● Exercise requirements
Where in the data below does the word "AssertUnwindSafe" appear? Copy each line that holds it.

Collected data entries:
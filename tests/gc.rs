//! Garbage-collection tests: promotion, write barriers, weak symbols,
//! hash stability across moves, allocation stress, and the unrecoverable
//! panic paths.

use rand::rngs::StdRng;
use rand::{Rng, SeedableRng};

use quill::api::catch_panic;
use quill::mem::objmem::GcKind;
use quill::object::GcState;
use quill::{ApiError, ApiValue, Context, MemOptions, PanicCode};

#[test]
fn objects_promote_after_two_fast_collections() {
    let mut ctx = Context::new();
    ctx.make_string(0, "stayin' alive").unwrap();
    assert_eq!(ctx.reg_gc_state(0).unwrap(), Some(GcState::New));
    ctx.collect_garbage(GcKind::Fast);
    assert_eq!(ctx.reg_gc_state(0).unwrap(), Some(GcState::Mid));
    ctx.collect_garbage(GcKind::Fast);
    assert_eq!(ctx.reg_gc_state(0).unwrap(), Some(GcState::Old));
    assert_eq!(ctx.read_string(0).unwrap(), "stayin' alive");
}

#[test]
fn small_ints_have_no_heap_presence() {
    let mut ctx = Context::new();
    ctx.make_int(0, 17).unwrap();
    assert_eq!(ctx.reg_gc_state(0).unwrap(), None);
    ctx.collect_garbage(GcKind::Full);
    assert_eq!(ctx.read_int(0).unwrap(), 17);
}

#[test]
fn write_barrier_keeps_cross_generation_edges() {
    let mut ctx = Context::new();
    ctx.make_values(0, "[i]", &[ApiValue::Int(0)]).unwrap();
    // Promote the array (and its backing) into the old generation.
    ctx.collect_garbage(GcKind::Fast);
    ctx.collect_garbage(GcKind::Fast);
    assert_eq!(ctx.reg_gc_state(0).unwrap(), Some(GcState::Old));

    // Store a freshly allocated (young) string into the old array; only
    // the write barrier keeps it alive through the next fast collection.
    ctx.make_string(2, "young and restless").unwrap();
    ctx.make_int(1, 0).unwrap();
    ctx.set_element(0, 1, 2).unwrap();
    ctx.make_nil(2).unwrap();

    ctx.collect_garbage(GcKind::Fast);
    ctx.get_element(0, 1, 3).unwrap();
    assert_eq!(ctx.read_string(3).unwrap(), "young and restless");
}

#[test]
fn unreferenced_symbols_are_reclaimed() {
    let mut ctx = Context::new();
    let count0 = ctx.symbol_count();
    ctx.native_block(2, |ctx| {
        ctx.make_symbol(1, "an_ephemeral_symbol").unwrap();
        Ok(())
    })
    .unwrap();
    assert_eq!(ctx.symbol_count(), count0 + 1);
    ctx.collect_garbage(GcKind::Full);
    assert_eq!(ctx.symbol_count(), count0);

    // Interning works again after reclamation.
    ctx.make_symbol(0, "an_ephemeral_symbol").unwrap();
    assert_eq!(ctx.symbol_count(), count0 + 1);
}

#[test]
fn interned_symbols_stay_identical_across_collections() {
    let mut ctx = Context::new();
    ctx.make_symbol(0, "durable").unwrap();
    ctx.collect_garbage(GcKind::Full);
    ctx.collect_garbage(GcKind::Fast);
    ctx.make_symbol(1, "durable").unwrap();
    assert!(ctx.values_identical(0, 1).unwrap());
}

#[test]
fn hashes_survive_object_moves() {
    let mut ctx = Context::new();
    ctx.make_values(0, "{}", &[]).unwrap();
    ctx.make_string(1, "key of the kingdom").unwrap();
    ctx.make_int(2, 7).unwrap();
    ctx.set_element(0, 1, 2).unwrap();

    // Move everything around.
    ctx.collect_garbage(GcKind::Full);
    ctx.collect_garbage(GcKind::Fast);
    ctx.collect_garbage(GcKind::Full);

    // A different (but equal) key object still finds the entry.
    ctx.make_string(1, "key of the kingdom").unwrap();
    ctx.get_element(0, 1, 3).unwrap();
    assert_eq!(ctx.read_int(3).unwrap(), 7);
}

#[test]
fn allocation_stress_with_rooted_graph() {
    const MAPS: i64 = 120;
    const ENTRIES: i64 = 40;
    const SEED: i64 = 1000;

    let mut ctx = Context::new();
    let mut rng = StdRng::seed_from_u64(42);

    ctx.make_values(0, "[]", &[]).unwrap();
    for m in 0..MAPS {
        ctx.make_values(1, "{}", &[]).unwrap();
        for i in 0..ENTRIES {
            ctx.make_int(2, SEED + m * ENTRIES + i).unwrap();
            ctx.make_float(3, (SEED + m * ENTRIES + i) as f64).unwrap();
            ctx.set_element(1, 2, 3).unwrap();
        }
        ctx.make_int(2, m).unwrap();
        ctx.insert_element(0, 2, 1).unwrap();

        // Transient garbage between survivors.
        for _ in 0..250 {
            ctx.make_float(4, rng.random::<f64>()).unwrap();
        }
    }

    ctx.collect_garbage(GcKind::Fast);
    ctx.collect_garbage(GcKind::Full);
    ctx.collect_garbage(GcKind::Fast);

    // The maps still hold every entry...
    for m in [0, 1, MAPS / 2, MAPS - 1] {
        ctx.make_int(1, m).unwrap();
        ctx.get_element(0, 1, 2).unwrap();
        for i in [0, 1, ENTRIES / 2, ENTRIES - 1] {
            let k = SEED + m * ENTRIES + i;
            ctx.make_int(3, k).unwrap();
            ctx.get_element(2, 3, 4).unwrap();
            assert_eq!(ctx.read_float(4).unwrap(), k as f64);
        }
    }

    // ...and the array has exactly MAPS elements.  (The failing probe
    // clobbers REG-0 with the exception, so it comes last.)
    ctx.make_int(1, MAPS - 1).unwrap();
    ctx.get_element(0, 1, 2).unwrap();
    ctx.make_int(1, MAPS).unwrap();
    assert_eq!(ctx.get_element(0, 1, 2), Err(ApiError::Exc));
}

#[test]
fn big_space_handles_large_objects() {
    let mut ctx = Context::new();
    // A string well past the non-big allocation bound lands in big space.
    let large = "x".repeat(64 * 1024);
    ctx.make_string(0, &large).unwrap();
    assert_eq!(ctx.reg_gc_state(0).unwrap(), Some(GcState::Big));
    ctx.collect_garbage(GcKind::Full);
    assert_eq!(ctx.read_string_len(0).unwrap(), large.len());

    // Unreferenced big objects are swept by a full collection.
    ctx.make_nil(0).unwrap();
    ctx.collect_garbage(GcKind::Full);
}

#[test]
fn stack_overflow_panics() {
    let mut ctx = Context::new();
    use quill::api::{FuncCode, FunctionDef};
    use quill::interp::instr::{make_abw, make_aw, make_call, Opcode};
    use quill::object::func_obj::FuncMeta;

    // f() = f(), through a global binding.
    let code = [
        make_abw(Opcode::LdGlb, 1, 0),
        make_abw(Opcode::LdLoc, 0, 1),
        make_call(1, 0, [0, 0, 0]),
        make_aw(Opcode::Ret, 1),
    ];
    ctx.make_function(
        0,
        &FunctionDef {
            meta: FuncMeta { na: 0, no: 0, nr: 2 },
            code: FuncCode::Bytecode(&code),
        },
        &["f"],
        None,
        None,
    )
    .unwrap();
    ctx.set_global("f", 0).unwrap();

    let result = catch_panic(std::panic::AssertUnwindSafe(|| ctx.invoke(&[2, 0])));
    assert_eq!(result.unwrap_err(), PanicCode::StackOverflow);
}

#[test]
fn illegal_bytecode_panics() {
    use quill::api::{FuncCode, FunctionDef};
    use quill::interp::instr::{make_abc, Opcode};
    use quill::object::func_obj::FuncMeta;

    // Register operand far outside the frame.
    let mut ctx = Context::new();
    let code = [make_abc(Opcode::Add, 100, 1, 2)];
    ctx.make_function(
        0,
        &FunctionDef {
            meta: FuncMeta { na: 0, no: 0, nr: 3 },
            code: FuncCode::Bytecode(&code),
        },
        &[],
        None,
        None,
    )
    .unwrap();
    let result = catch_panic(std::panic::AssertUnwindSafe(|| ctx.invoke(&[1, 0])));
    assert_eq!(result.unwrap_err(), PanicCode::IllegalBytecode);
}

#[test]
fn running_off_the_bytecode_end_panics() {
    use quill::api::{FuncCode, FunctionDef};
    use quill::interp::instr::{make_aw, Opcode};
    use quill::object::func_obj::FuncMeta;

    let mut ctx = Context::new();
    let code = [make_aw(Opcode::Nop, 0)];
    ctx.make_function(
        0,
        &FunctionDef {
            meta: FuncMeta { na: 0, no: 0, nr: 1 },
            code: FuncCode::Bytecode(&code),
        },
        &[],
        None,
        None,
    )
    .unwrap();
    let result = catch_panic(std::panic::AssertUnwindSafe(|| ctx.invoke(&[0, 0])));
    assert_eq!(result.unwrap_err(), PanicCode::IllegalBytecode);
}

#[test]
fn heap_exhaustion_panics_with_oom() {
    let mut ctx = Context::with_options(&MemOptions {
        new_space_size: 64 * 1024,
        old_space_chunk_size: 256 * 1024,
        old_space_size_max: 256 * 1024,
        ..MemOptions::default()
    });

    let result = catch_panic(std::panic::AssertUnwindSafe(|| {
        // Keep everything alive from a rooted array until nothing fits.
        ctx.make_values(0, "[]", &[]).unwrap();
        let payload = "m".repeat(128);
        for i in 0.. {
            ctx.make_string(2, &payload).unwrap();
            ctx.make_int(1, i).unwrap();
            ctx.insert_element(0, 1, 2).unwrap();
        }
    }));
    assert_eq!(result.unwrap_err(), PanicCode::Oom);
}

● Answer for the task
    let result = catch_panic(std::panic::AssertUnwindSafe(|| ctx.invoke(&[2, 0])));
    let result = catch_panic(std::panic::AssertUnwindSafe(|| ctx.invoke(&[1, 0])));
    let result = catch_panic(std::panic::AssertUnwindSafe(|| ctx.invoke(&[0, 0])));
    let result = catch_panic(std::panic::AssertUnwindSafe(|| {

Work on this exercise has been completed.